All goods and services are exchanged on the market for more than they have cost. More money is obtained from the market than has been paid in. This surplus must come from somewhere. Though it did puzzle him, Marx set aside the money question and imagined two departments – one for investments and the other for consumption – exchanging their productions. This model worked quite well and could accommodate growth, but it did not explain who was paying the surplus value when it was brought to market. Later, Rosa Luxemburg concluded that it was paid with colonial plunder. Then the post-colonial period would show that there is an exchange of consumption for investments, essentially raw materials. This follows the basic rule of capitalism, which is to accumulate wealth instead of consuming it.

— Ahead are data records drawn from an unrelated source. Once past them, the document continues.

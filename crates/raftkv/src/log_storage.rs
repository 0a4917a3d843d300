//! Raft storage implementation (combined log + state machine for v0.9).
//!
//! The log lives in memory. The state machine side delegates to
//! [`KvStateMachine`]; this module only adapts it to openraft's
//! `RaftStorage` interface. Snapshots are kept in memory and, when a
//! snapshot directory is configured, also written there; only the newest
//! snapshot file is kept.

use crate::snapshot::{self, MemorySnapshotSink, SnapshotSink};
use crate::state_machine::{AppliedState, FatalError, KvStateMachine};
use crate::type_config::{Entry, LogId, SnapshotMeta, StorageError, StoredMembership, TypeConfig};
use crate::{CommandResponse, NodeId};

use openraft::storage::{LogState, RaftLogReader, RaftSnapshotBuilder, Snapshot};
use openraft::{
    EntryPayload, OptionalSend, RaftLogId, RaftStorage, RaftTypeConfig, StorageIOError, Vote,
};
use std::collections::BTreeMap;
use std::fmt::Debug;
use std::io::Cursor;
use std::ops::RangeBounds;
use std::path::PathBuf;
use std::sync::Arc;
use tokio::sync::RwLock;

/// In-memory Raft log bound to a key-value state machine.
pub struct MemRaftStore {
    /// Last purged log ID
    last_purged_log_id: RwLock<Option<LogId>>,

    /// The Raft log entries stored as JSON strings
    log: RwLock<BTreeMap<u64, String>>,

    /// Current vote
    vote: RwLock<Option<Vote<NodeId>>>,

    /// Committed log ID (optional save)
    committed: RwLock<Option<LogId>>,

    /// Snapshot index counter
    snapshot_idx: RwLock<u64>,

    /// Current snapshot
    current_snapshot: RwLock<Option<StoredSnapshot>>,

    /// The replicated key-value state
    state_machine: Arc<KvStateMachine>,

    /// Where built snapshots are also written, if anywhere
    snapshot_dir: Option<PathBuf>,
}

/// Stored snapshot data
#[derive(Debug)]
pub struct StoredSnapshot {
    pub meta: SnapshotMeta,
    pub data: Vec<u8>,
}

/// Type alias for the store wrapped in Arc
pub type LogStore = Arc<MemRaftStore>;

impl MemRaftStore {
    /// Create a store feeding `state_machine`.
    pub fn new(state_machine: Arc<KvStateMachine>) -> Self {
        Self {
            last_purged_log_id: RwLock::new(None),
            log: RwLock::new(BTreeMap::new()),
            vote: RwLock::new(None),
            committed: RwLock::new(None),
            snapshot_idx: RwLock::new(0),
            current_snapshot: RwLock::new(None),
            state_machine,
            snapshot_dir: None,
        }
    }

    /// Also write every built snapshot to `dir`.
    pub fn with_snapshot_dir(mut self, dir: impl Into<PathBuf>) -> Self {
        self.snapshot_dir = Some(dir.into());
        self
    }

    pub fn state_machine(&self) -> &Arc<KvStateMachine> {
        &self.state_machine
    }

    /// Write snapshot bytes through the configured sinks.
    ///
    /// The file write runs on the blocking pool and prunes older snapshot
    /// files once the new one is in place.
    async fn persist_snapshot(
        &self,
        snapshot_id: &str,
        captured: snapshot::Snapshot,
    ) -> Result<Vec<u8>, StorageError> {
        let signature: Option<openraft::storage::SnapshotSignature<NodeId>> = None;
        let captured = Arc::new(captured);

        if let Some(dir) = self.snapshot_dir.clone() {
            let id = snapshot_id.to_string();
            let to_write = captured.clone();
            let path = tokio::task::spawn_blocking(move || {
                snapshot::persist_to_dir(&dir, &id, &to_write)
            })
            .await
            .map_err(|e| StorageIOError::write_snapshot(signature.clone(), &e))?
            .map_err(|e| StorageIOError::write_snapshot(signature.clone(), &e))?;
            tracing::info!(path = %path.display(), "snapshot written");
        }

        let mut sink = MemorySnapshotSink::new(snapshot_id);
        snapshot::persist(&captured, &mut sink)
            .map_err(|e| StorageIOError::write_snapshot(signature.clone(), &e))?;
        debug_assert_eq!(sink.id(), snapshot_id);
        sink.into_committed().ok_or_else(|| {
            StorageIOError::write_snapshot(
                signature,
                &std::io::Error::other("snapshot sink closed without data"),
            )
            .into()
        })
    }
}

/// Create an in-memory store for a new state machine.
pub fn new_log_store(state_machine: Arc<KvStateMachine>) -> LogStore {
    Arc::new(MemRaftStore::new(state_machine))
}

fn fatal_to_storage(log_id: LogId, err: FatalError) -> StorageError {
    StorageIOError::apply(log_id, &err).into()
}

// Implement RaftLogReader for Arc<MemRaftStore>
impl RaftLogReader<TypeConfig> for Arc<MemRaftStore> {
    async fn try_get_log_entries<RB: RangeBounds<u64> + Clone + Debug + OptionalSend>(
        &mut self,
        range: RB,
    ) -> Result<Vec<Entry>, StorageError> {
        let mut entries = vec![];
        let log = self.log.read().await;
        for (_, serialized) in log.range(range) {
            let ent: Entry =
                serde_json::from_str(serialized).map_err(|e| StorageIOError::read_logs(&e))?;
            entries.push(ent);
        }
        Ok(entries)
    }
}

// Implement RaftSnapshotBuilder for Arc<MemRaftStore>
impl RaftSnapshotBuilder<TypeConfig> for Arc<MemRaftStore> {
    async fn build_snapshot(&mut self) -> Result<Snapshot<TypeConfig>, StorageError> {
        let captured = self
            .state_machine
            .snapshot()
            .map_err(|e| StorageIOError::read_state_machine(&e))?;
        let AppliedState {
            last_applied_log,
            last_membership,
        } = captured.applied;

        let mut idx = self.snapshot_idx.write().await;
        *idx += 1;
        let snapshot_idx = *idx;
        drop(idx);

        let snapshot_id = if let Some(last) = last_applied_log {
            format!("{}-{}-{}", last.leader_id, last.index, snapshot_idx)
        } else {
            format!("--{}", snapshot_idx)
        };

        let data = self.persist_snapshot(&snapshot_id, captured.snapshot).await?;

        let meta = SnapshotMeta {
            last_log_id: last_applied_log,
            last_membership,
            snapshot_id,
        };

        tracing::info!(
            snapshot_id = %meta.snapshot_id,
            bytes = data.len(),
            "built snapshot"
        );

        let snapshot = StoredSnapshot {
            meta: meta.clone(),
            data: data.clone(),
        };

        let mut current_snapshot = self.current_snapshot.write().await;
        *current_snapshot = Some(snapshot);

        Ok(Snapshot {
            meta,
            snapshot: Box::new(Cursor::new(data)),
        })
    }
}
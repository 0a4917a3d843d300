//! In-memory key-value state for the Raft state machine.
//!
//! Every node owns one [`StateStore`]. Committed commands are applied here in
//! log order; the leader also serves reads from it.

use parking_lot::Mutex;
use std::collections::BTreeMap;

/// Mutex-guarded key-value map.
///
/// The lock is held for a single map operation (O(1)-ish) or a single full
/// copy/replace (O(n)). It is never held across an `.await`.
#[derive(Debug, Default)]
pub struct StateStore {
    data: Mutex<BTreeMap<String, String>>,
}

impl StateStore {
    /// Creates an empty store.
    pub fn new() -> Self {
        Self::default()
    }

    /// Returns the value for `key`, or `None` if absent.
    pub fn get(&self, key: &str) -> Option<String> {
        self.data.lock().get(key).cloned()
    }

    /// Stores `value` under `key`, returning the previous value.
    pub fn set(&self, key: String, value: String) -> Option<String> {
        self.data.lock().insert(key, value)
    }

    /// Removes `key`, returning the removed value. Absent keys are fine.
    pub fn delete(&self, key: &str) -> Option<String> {
        self.data.lock().remove(key)
    }

    /// Copies the whole map under the lock.
    pub fn snapshot_copy(&self) -> BTreeMap<String, String> {
        self.data.lock().clone()
    }

    /// Swaps in a full replacement map.
    pub fn replace(&self, data: BTreeMap<String, String>) {
        let old = std::mem::replace(&mut *self.data.lock(), data);
        // Drop the previous map outside the lock.
        drop(old);
    }

    pub fn len(&self) -> usize {
        self.data.lock().len()
    }

    pub fn is_empty(&self) -> bool {
        self.data.lock().is_empty()
    }
}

Employers only pay their employees for a part of the value their labour has added to production. The rest is kept by the employer who must transform it into a capital investment. Companies that produce investments can exchange their surplus value among themselves, investment for investment. Whereas those that produce consumption must transform it into investments abroad, guns and cars for minerals and oil. Or they can grant consumer credit. Undamaged by WW2, America’s industry was the first to partly convert from supplying war time consumption to supplying peace time consumption. For a decade or so, American companies held the market for consumer goods. But by the mid-1960s, Europe and Japan were back to producing their own. This constriction of the world market (the post-colonial market was not yet in place) meant a necessary expansion of America’s interior market. It was made possible by a massive development of consumer credit. And this was such a success that it was copied by other industrial nations, except those under “communist” rule who would come to it at the end of the century.

Buying now and paying later means consuming more today and less tomorrow. This consecutive fall in demand can be compensated by another credit being granted, with always more new credit being consumed than old credit being paid back, and so on exponentially. Consumer credit allows the surplus value of consumption to be exchanged for money and accumulated as capital. In the decades following WW2 growth was also stimulated by real wage rises from a distribution of productivity gains. Since the 1970s wages have stagnated and growth in consumer demand has depended increasingly on consumer credit. However, invested credit returns its value, often with a bonus, whereas consumer credit is consumed. The credit that allows the exchange of the surplus value of investments accumulates capital. The credit that allows the exchange of the surplus value of consumption also accumulates capital, but it piles debts on debts. And an increasing portion of the credit granted merely renews past credits, while an ever smaller share goes to increasing demand. When everyone has all the credit they can or want to have, that is when subprime lending gets out of hand.